Pandemic lessons: Some York County parents are holding their children back for the 2021-22 school year
More than 40 local parents elected to have their students repeat the previous school year through a new law Gov. Tom Wolf signed in June.
Wolf signed Act 66 of 2021 into law on June 30, allowing students to repeat their grade level from the 2020-21 school year, even if the student met the requirements to move on to the next grade level, to make up for learning losses incurred during the COVID-19 pandemic.
With state assessment scores still unknown, there aren't many details on how much learning loss Pennsylvania students experienced during the pandemic. School districts across York County took different approaches to education models last year, with some teaching fully remote, others sticking to five days of in-person learning and a few following a hybrid schedule.
But even for districts that stuck to a traditional class schedule, educators have said the pandemic still had a major impact on students, both academically and emotionally. Several York County teachers said in February that the school year was the most exhausting year they've experienced in their careers, and one of the most difficult parts was seeing the strain the pandemic put on students.
The deadline to participate in Act 66 was July 15. As of Monday morning, at least 41 local students — 15 from the West Shore School District, nine from the Central York School District, eight from the Spring Grove Area School District, seven from the Northeastern School District and two from the Southern York County School District — had elected to repeat the previous school year.

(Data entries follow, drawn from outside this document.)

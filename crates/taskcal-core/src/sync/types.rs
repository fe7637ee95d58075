//! Core types for calendar synchronization.

use serde::{Deserialize, Serialize};

use crate::error::{StoreError, ValidationError};

/// Result of submitting one task.
#[derive(Debug, Clone, PartialEq, Eq, Serialize, Deserialize)]
#[serde(rename_all = "camelCase")]
pub struct SyncOutcome {
    pub local_id: String,
    pub success: bool,
    #[serde(default, skip_serializing_if = "Option::is_none")]
    pub event_id: Option<String>,
    #[serde(default, skip_serializing_if = "Option::is_none")]
    pub error: Option<String>,
    #[serde(default, skip_serializing_if = "Option::is_none")]
    pub summary: Option<String>,
}

impl SyncOutcome {
    pub fn created(
        local_id: impl Into<String>,
        event_id: impl Into<String>,
        summary: impl Into<String>,
    ) -> Self {
        Self {
            local_id: local_id.into(),
            success: true,
            event_id: Some(event_id.into()),
            error: None,
            summary: Some(summary.into()),
        }
    }

    pub fn failed(
        local_id: impl Into<String>,
        error: impl Into<String>,
        summary: impl Into<String>,
    ) -> Self {
        Self {
            local_id: local_id.into(),
            success: false,
            event_id: None,
            error: Some(error.into()),
            summary: Some(summary.into()),
        }
    }
}

/// Per-task outcomes of one batch, in submission order.
///
/// Every attempted task appears exactly once. Unless `auth_aborted` is set,
/// every submitted task was attempted.
#[derive(Debug, Clone, Default, PartialEq, Eq, Serialize, Deserialize)]
#[serde(rename_all = "camelCase")]
pub struct SyncReport {
    pub created_count: usize,
    pub results: Vec<SyncOutcome>,
    /// The batch stopped early because the provider rejected the credentials.
    #[serde(default)]
    pub auth_aborted: bool,
}

impl SyncReport {
    pub fn all_succeeded(&self) -> bool {
        self.results.iter().all(|r| r.success)
    }

    pub fn failed_count(&self) -> usize {
        self.results.iter().filter(|r| !r.success).count()
    }
}

/// Sync error types.
#[derive(Debug, thiserror::Error)]
pub enum SyncError {
    #[error("No events provided")]
    EmptyBatch,

    #[error("Task store error: {0}")]
    Store(#[from] StoreError),

    #[error("Invalid task: {0}")]
    Validation(#[from] ValidationError),
}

Many local school districts are unsure about how many students will be required to repeat the school year because they did not meet the requirements to progress, because many districts are still running summer school programs.
The state is set to receive additional resources to mitigate learning loss through the American Rescue Plan Act of 2021 Elementary and Secondary School Emergency Relief Fund. ARP ESSER will provide Pennsylvania with $4.9 billion to support long-term education recovery. About $4.5 billion of that funding will be distributed to public school districts and charter schools, according to a state news release.